- Bernharddorp Location within Suriname
- Coordinates: 5°37′46″N 55°12′48″W﻿ / ﻿5.629444°N 55.213333°W
- Country: Suriname
- District: Para District
- Resort: Noord

Government
- • Captain: Lloyd Banda

Population (2022)
- • Total: 2,000
- Time zone: UTC-3 (AST)

= Bernharddorp =

Bernharddorp is an Indigenous village of Lokono and Kalina Amerindians in the resort of Noord in the Para District in Suriname.

==History==
In the 1930s, Amerindians from the village of Bisri near Zanderij settled in the area which was owned by the Roman Catholic Diocese of Paramaribo at the time. In 1950, the village was visited by Prince Bernhard of Lippe-Biesterfeld, the consort of Queen Juliana of the Netherlands, to install the first elected village chief. On 25 February 1951, the village was named Bernharddorp, however Bernard officially refers to Bernard of Clairvaux.
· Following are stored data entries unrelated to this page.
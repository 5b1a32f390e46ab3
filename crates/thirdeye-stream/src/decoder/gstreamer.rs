//! GStreamer decoder backend.
//!
//! ```text
//! appsrc ─► h264parse ─► <decoder element> ─► videoconvert ─► RGB appsink
//! ```
//!
//! `v4l2h264dec` reaches the stateful V4L2 hardware decoder on SBCs;
//! `avdec_h264` is the software fallback.
//!
//! The appsrc queue is capped at [`APPSRC_MAX_BYTES`]. When the element
//! falls behind, `queue_input` waits up to its timeout for room and then
//! reports no free slot, so the bridge's drop-oldest queue takes the
//! backlog instead of GStreamer.

use super::{DecoderError, DecoderOutput, OutputBuffer, VideoDecoder};
use crate::media::params::DecoderConfig;
use crate::surface::{OutputSurface, PixelFormat, VideoFormat, VideoFrame};
use bytes::Bytes;
use gst::prelude::*;
use std::sync::Arc;
use std::thread;
use std::time::{Duration, Instant};
use tracing::{debug, warn};

/// Bytes of coded input appsrc may hold ahead of the decoder.
pub const APPSRC_MAX_BYTES: u64 = 1024 * 1024;

/// Poll step while waiting for appsrc to drain.
const ROOM_POLL: Duration = Duration::from_millis(1);

/// Whether `incoming` bytes fit behind `level` queued bytes. An empty queue
/// always takes the buffer so oversized units are not starved.
fn has_room(level: u64, incoming: usize) -> bool {
    level == 0 || level.saturating_add(incoming as u64) <= APPSRC_MAX_BYTES
}

/// Initialise GStreamer once per process.
pub fn init() -> anyhow::Result<()> {
    gst::init().map_err(|e| anyhow::anyhow!("gstreamer init failed: {e}"))
}

struct Pipeline {
    pipeline: gst::Pipeline,
    appsrc: gst_app::AppSrc,
    appsink: gst_app::AppSink,
    surface: Arc<dyn OutputSurface>,
}

pub struct GstDecoder {
    element: String,
    active: Option<Pipeline>,
    format: Option<VideoFormat>,
    /// Frame pulled ahead of a format change, returned on the next dequeue.
    pending: Option<VideoFrame>,
    /// Dequeued frame waiting for `release_output`.
    held: Option<(usize, VideoFrame)>,
    next_index: usize,
}

impl GstDecoder {
    pub fn new(element: &str) -> Self {
        Self {
            element: element.to_string(),
            active: None,
            format: None,
            pending: None,
            held: None,
            next_index: 0,
        }
    }

    fn launch_description(&self) -> String {
        format!(
            "appsrc name=src is-live=true format=time block=false max-bytes={APPSRC_MAX_BYTES} \
             caps=video/x-h264,stream-format=byte-stream,alignment=nal \
             ! h264parse ! {} ! videoconvert ! video/x-raw,format=RGB \
             ! appsink name=sink sync=false max-buffers=4 drop=true",
            self.element
        )
    }

    fn check_bus(pipeline: &gst::Pipeline) -> Result<(), DecoderError> {
        let Some(bus) = pipeline.bus() else {
            return Ok(());
        };
        if let Some(msg) = bus.pop_filtered(&[gst::MessageType::Error]) {
            if let gst::MessageView::Error(err) = msg.view() {
                return Err(DecoderError::Output(format!(
                    "{} ({:?})",
                    err.error(),
                    err.debug()
                )));
            }
        }
        Ok(())
    }

    fn sample_to_frame(sample: &gst::Sample) -> Option<VideoFrame> {
        let caps = sample.caps()?;
        let s = caps.structure(0)?;
        let width = s.get::<i32>("width").ok()?;
        let height = s.get::<i32>("height").ok()?;
        let buffer = sample.buffer_owned()?;
        let pts_us = buffer.pts().map(|t| t.useconds()).unwrap_or(0);
        // The mapping keeps the GStreamer buffer alive for as long as the
        // frame is referenced.
        let mapped = buffer.into_mapped_buffer_readable().ok()?;
        Some(VideoFrame {
            width: u32::try_from(width).ok()?,
            height: u32::try_from(height).ok()?,
            pts_us,
            format: PixelFormat::Rgb24,
            data: Bytes::from_owner(mapped),
        })
    }

    /// Wait up to `timeout` for appsrc to accept `incoming` more bytes.
    fn wait_for_room(appsrc: &gst_app::AppSrc, incoming: usize, timeout: Duration) -> bool {
        let deadline = Instant::now() + timeout;
        loop {
            if has_room(appsrc.current_level_bytes(), incoming) {
                return true;
            }
            let now = Instant::now();
            if now >= deadline {
                return false;
            }
            thread::sleep(ROOM_POLL.min(deadline - now));
        }
    }

    fn teardown(&mut self) {
        if let Some(active) = self.active.take() {
            let _ = active.appsrc.end_of_stream();
            if let Err(e) = active.pipeline.set_state(gst::State::Null) {
                warn!(error = ?e, "failed to stop decode pipeline");
            }
        }
        self.format = None;
        self.pending = None;
        self.held = None;
    }
}

impl VideoDecoder for GstDecoder {
    fn name(&self) -> &'static str {
        "gstreamer"
    }

    fn open(
        &mut self,
        config: &DecoderConfig,
        surface: Arc<dyn OutputSurface>,
    ) -> Result<(), DecoderError> {
        self.teardown();

        let desc = self.launch_description();
        debug!(pipeline = %desc, "launching decode pipeline");
        let pipeline = gst::parse::launch(&desc)
            .map_err(|e| DecoderError::Configure(e.to_string()))?
            .downcast::<gst::Pipeline>()
            .map_err(|_| DecoderError::Configure("launch did not yield a pipeline".into()))?;

        let appsrc = pipeline
            .by_name("src")
            .and_then(|e| e.dynamic_cast::<gst_app::AppSrc>().ok())
            .ok_or_else(|| DecoderError::Configure("appsrc missing".into()))?;
        let appsink = pipeline
            .by_name("sink")
            .and_then(|e| e.dynamic_cast::<gst_app::AppSink>().ok())
            .ok_or_else(|| DecoderError::Configure("appsink missing".into()))?;

        pipeline
            .set_state(gst::State::Playing)
            .map_err(|e| DecoderError::Configure(format!("{e:?}")))?;

        let mut header = gst::Buffer::from_slice(config.annex_b());
        if let Some(buf) = header.get_mut() {
            buf.set_flags(gst::BufferFlags::HEADER);
            buf.set_pts(gst::ClockTime::ZERO);
        }
        if let Err(e) = appsrc.push_buffer(header) {
            let _ = pipeline.set_state(gst::State::Null);
            return Err(DecoderError::Configure(format!("codec data rejected: {e:?}")));
        }

        self.active = Some(Pipeline {
            pipeline,
            appsrc,
            appsink,
            surface,
        });
        Ok(())
    }

    fn queue_input(
        &mut self,
        nal: &[u8],
        pts_us: u64,
        timeout: Duration,
    ) -> Result<bool, DecoderError> {
        let active = self.active.as_ref().ok_or(DecoderError::NotOpen)?;
        let len = nal.len() + crate::media::nal::START_CODE.len();
        if !Self::wait_for_room(&active.appsrc, len, timeout) {
            return Ok(false);
        }
        let mut data = Vec::with_capacity(len);
        data.extend_from_slice(&crate::media::nal::START_CODE);
        data.extend_from_slice(nal);
        let mut buffer = gst::Buffer::from_slice(data);
        if let Some(buf) = buffer.get_mut() {
            buf.set_pts(gst::ClockTime::from_useconds(pts_us));
        }
        match active.appsrc.push_buffer(buffer) {
            Ok(_) => Ok(true),
            Err(gst::FlowError::Flushing) => Ok(false),
            Err(e) => Err(DecoderError::Input(format!("{e:?}"))),
        }
    }

    fn dequeue_output(&mut self, timeout: Duration) -> Result<Option<DecoderOutput>, DecoderError> {
        let active = self.active.as_ref().ok_or(DecoderError::NotOpen)?;
        Self::check_bus(&active.pipeline)?;

        let frame = match self.pending.take() {
            Some(frame) => frame,
            None => {
                let wait = gst::ClockTime::from_useconds(timeout.as_micros() as u64);
                let Some(sample) = active.appsink.try_pull_sample(wait) else {
                    return Ok(None);
                };
                match Self::sample_to_frame(&sample) {
                    Some(frame) => frame,
                    None => return Ok(None),
                }
            }
        };

        let format = VideoFormat {
            width: frame.width,
            height: frame.height,
            pixel_format: PixelFormat::Rgb24,
        };
        if self.format != Some(format) {
            self.format = Some(format);
            self.pending = Some(frame);
            return Ok(Some(DecoderOutput::FormatChanged(format)));
        }

        let index = self.next_index;
        self.next_index = self.next_index.wrapping_add(1);
        let pts_us = frame.pts_us;
        self.held = Some((index, frame));
        Ok(Some(DecoderOutput::Frame(OutputBuffer { index, pts_us })))
    }

    fn release_output(&mut self, buffer: OutputBuffer, render: bool) -> Result<(), DecoderError> {
        let active = self.active.as_ref().ok_or(DecoderError::NotOpen)?;
        match self.held.take() {
            Some((index, frame)) if index == buffer.index => {
                if render {
                    active.surface.present(frame);
                }
                Ok(())
            }
            other => {
                self.held = other;
                Err(DecoderError::Output(format!(
                    "unknown output buffer {}",
                    buffer.index
                )))
            }
        }
    }

    fn release(&mut self) {
        self.teardown();
    }
}

impl Drop for GstDecoder {
    fn drop(&mut self) {
        self.teardown();
    }
}

#[cfg(test)]
mod tests {
    use super::*;

    #[test]
    fn launch_description_names_element() {
        let dec = GstDecoder::new("avdec_h264");
        let desc = dec.launch_description();
        assert!(desc.contains("! avdec_h264 !"));
        assert!(desc.contains("appsrc name=src"));
        assert!(desc.contains("appsink name=sink"));
        assert!(desc.contains(&format!("max-bytes={APPSRC_MAX_BYTES}")));
        assert!(desc.contains("block=false"));
    }

    #[test]
    fn full_appsrc_refuses_input() {
        assert!(has_room(0, 4 * APPSRC_MAX_BYTES as usize));
        assert!(has_room(1000, 1000));
        assert!(has_room(APPSRC_MAX_BYTES - 10, 10));
        assert!(!has_room(APPSRC_MAX_BYTES - 10, 11));
        assert!(!has_room(APPSRC_MAX_BYTES, 1));
    }

    #[test]
    fn input_before_open_fails() {
        let mut dec = GstDecoder::new(crate::config::DEFAULT_GST_ELEMENT);
        assert!(matches!(
            dec.queue_input(&[0x65], 0, Duration::ZERO),
            Err(DecoderError::NotOpen)
        ));
    }

    #[test]
    fn sample_frames_share_the_gstreamer_buffer() {
        init().unwrap();
        let caps = gst::Caps::builder("video/x-raw")
            .field("format", "RGB")
            .field("width", 2i32)
            .field("height", 1i32)
            .build();
        let mut buffer = gst::Buffer::from_slice(vec![1u8, 2, 3, 4, 5, 6]);
        buffer
            .get_mut()
            .unwrap()
            .set_pts(gst::ClockTime::from_useconds(42));
        let sample = gst::Sample::builder().buffer(&buffer).caps(&caps).build();

        let frame = GstDecoder::sample_to_frame(&sample).unwrap();
        assert_eq!((frame.width, frame.height, frame.pts_us), (2, 1, 42));
        assert_eq!(&frame.data[..], &[1, 2, 3, 4, 5, 6]);

        let original = buffer.map_readable().unwrap();
        assert_eq!(original.as_slice().as_ptr(), frame.data.as_ptr());
    }
}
Bernharddorp has a school, and in 1952, was given 214 hectares of communal land for agriculture. In 2018, the captain has asked from 8,000 hectares partially to be used for an economic development zone.

==Transport==
The village is located on the Indira Gandhiweg which connects Paramaribo with the Johan Adolf Pengel International Airport via Lelydorp.